EXERCISE INSTRUCTIONS:
When you spot the word "CareHistoryItem" in a line of the data below, copy that line.
GIVEN ENTRIES Start Marker
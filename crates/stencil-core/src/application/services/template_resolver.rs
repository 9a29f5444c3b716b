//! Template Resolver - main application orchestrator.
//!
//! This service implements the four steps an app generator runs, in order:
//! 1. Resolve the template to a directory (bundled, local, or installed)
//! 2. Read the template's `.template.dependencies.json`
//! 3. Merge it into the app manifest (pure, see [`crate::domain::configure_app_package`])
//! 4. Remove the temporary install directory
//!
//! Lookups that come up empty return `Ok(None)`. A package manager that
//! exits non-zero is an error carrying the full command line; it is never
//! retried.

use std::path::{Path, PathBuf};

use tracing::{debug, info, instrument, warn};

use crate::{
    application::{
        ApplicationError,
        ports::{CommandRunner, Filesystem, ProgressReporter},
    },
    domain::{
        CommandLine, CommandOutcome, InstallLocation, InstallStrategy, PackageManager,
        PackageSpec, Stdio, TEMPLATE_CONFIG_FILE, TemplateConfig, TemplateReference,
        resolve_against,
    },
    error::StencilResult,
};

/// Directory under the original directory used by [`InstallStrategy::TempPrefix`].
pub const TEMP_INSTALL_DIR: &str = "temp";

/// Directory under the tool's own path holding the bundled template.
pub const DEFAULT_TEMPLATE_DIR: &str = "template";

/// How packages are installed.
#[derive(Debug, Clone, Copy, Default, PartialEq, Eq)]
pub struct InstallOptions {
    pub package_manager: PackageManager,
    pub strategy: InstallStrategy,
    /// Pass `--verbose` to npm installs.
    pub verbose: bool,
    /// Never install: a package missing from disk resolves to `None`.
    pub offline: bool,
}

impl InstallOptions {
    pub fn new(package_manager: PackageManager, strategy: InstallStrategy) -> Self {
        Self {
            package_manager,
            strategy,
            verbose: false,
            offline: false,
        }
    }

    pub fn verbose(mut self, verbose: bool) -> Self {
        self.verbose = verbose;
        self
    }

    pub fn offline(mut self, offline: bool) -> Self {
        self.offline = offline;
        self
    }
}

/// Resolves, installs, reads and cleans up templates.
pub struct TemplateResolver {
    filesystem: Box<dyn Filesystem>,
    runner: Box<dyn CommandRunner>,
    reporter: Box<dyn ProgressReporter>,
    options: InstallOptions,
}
GIVEN ENTRIES End Marker
GIVEN ENTRIES Start Marker
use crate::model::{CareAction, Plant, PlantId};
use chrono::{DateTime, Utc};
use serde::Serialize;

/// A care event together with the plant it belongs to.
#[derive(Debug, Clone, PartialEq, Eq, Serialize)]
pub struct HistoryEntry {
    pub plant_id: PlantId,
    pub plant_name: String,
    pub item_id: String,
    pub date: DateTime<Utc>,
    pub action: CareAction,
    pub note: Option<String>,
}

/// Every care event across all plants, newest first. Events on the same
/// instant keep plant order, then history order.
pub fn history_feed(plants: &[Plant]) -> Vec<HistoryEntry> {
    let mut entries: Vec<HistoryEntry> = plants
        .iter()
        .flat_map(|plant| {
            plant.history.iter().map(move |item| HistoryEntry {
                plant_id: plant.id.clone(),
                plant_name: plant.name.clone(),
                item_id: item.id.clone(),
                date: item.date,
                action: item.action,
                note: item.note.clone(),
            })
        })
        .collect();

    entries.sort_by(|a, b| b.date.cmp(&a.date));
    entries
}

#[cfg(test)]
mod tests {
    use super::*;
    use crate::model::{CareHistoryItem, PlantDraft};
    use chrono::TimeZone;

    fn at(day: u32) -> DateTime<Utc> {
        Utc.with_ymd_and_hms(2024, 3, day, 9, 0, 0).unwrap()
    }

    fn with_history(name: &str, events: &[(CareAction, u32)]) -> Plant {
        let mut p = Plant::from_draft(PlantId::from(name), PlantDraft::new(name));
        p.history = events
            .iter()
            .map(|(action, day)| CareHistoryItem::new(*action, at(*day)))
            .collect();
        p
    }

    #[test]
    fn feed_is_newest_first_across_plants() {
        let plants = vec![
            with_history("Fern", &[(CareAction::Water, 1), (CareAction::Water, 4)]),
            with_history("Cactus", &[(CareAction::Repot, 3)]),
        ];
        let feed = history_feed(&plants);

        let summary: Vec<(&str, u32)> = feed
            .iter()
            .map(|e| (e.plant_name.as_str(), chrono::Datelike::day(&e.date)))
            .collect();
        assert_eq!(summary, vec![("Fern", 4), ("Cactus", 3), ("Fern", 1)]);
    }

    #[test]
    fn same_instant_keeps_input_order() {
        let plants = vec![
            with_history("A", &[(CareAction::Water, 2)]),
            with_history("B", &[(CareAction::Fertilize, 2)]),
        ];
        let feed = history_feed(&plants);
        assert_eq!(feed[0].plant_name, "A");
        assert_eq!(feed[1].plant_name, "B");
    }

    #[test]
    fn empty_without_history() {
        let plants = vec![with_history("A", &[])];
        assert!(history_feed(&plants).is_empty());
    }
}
GIVEN ENTRIES End Marker
GIVEN ENTRIES Start Marker
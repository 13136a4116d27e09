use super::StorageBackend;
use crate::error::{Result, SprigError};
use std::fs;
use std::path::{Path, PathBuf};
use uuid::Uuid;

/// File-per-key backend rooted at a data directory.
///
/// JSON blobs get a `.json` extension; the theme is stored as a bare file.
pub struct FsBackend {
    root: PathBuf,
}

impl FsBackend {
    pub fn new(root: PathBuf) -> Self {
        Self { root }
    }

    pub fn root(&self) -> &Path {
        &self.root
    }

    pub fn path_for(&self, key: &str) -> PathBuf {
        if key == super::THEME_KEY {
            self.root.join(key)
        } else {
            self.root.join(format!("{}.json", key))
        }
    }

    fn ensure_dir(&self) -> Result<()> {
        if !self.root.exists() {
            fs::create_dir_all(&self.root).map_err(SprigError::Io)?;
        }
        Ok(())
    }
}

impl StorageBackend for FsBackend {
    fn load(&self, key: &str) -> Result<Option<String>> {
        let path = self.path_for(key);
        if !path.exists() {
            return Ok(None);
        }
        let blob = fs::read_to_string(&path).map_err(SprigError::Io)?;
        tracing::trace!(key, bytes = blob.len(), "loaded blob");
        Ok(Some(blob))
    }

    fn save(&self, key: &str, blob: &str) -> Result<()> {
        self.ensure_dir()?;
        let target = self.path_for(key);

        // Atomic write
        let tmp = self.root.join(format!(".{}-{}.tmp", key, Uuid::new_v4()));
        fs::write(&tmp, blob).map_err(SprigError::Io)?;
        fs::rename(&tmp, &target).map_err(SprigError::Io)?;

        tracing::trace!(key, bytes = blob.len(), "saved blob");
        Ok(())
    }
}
GIVEN ENTRIES End Marker
REPLY TO THE TASK:
    use crate::model::{CareHistoryItem, PlantDraft};
            .map(|(action, day)| CareHistoryItem::new(*action, at(*day)))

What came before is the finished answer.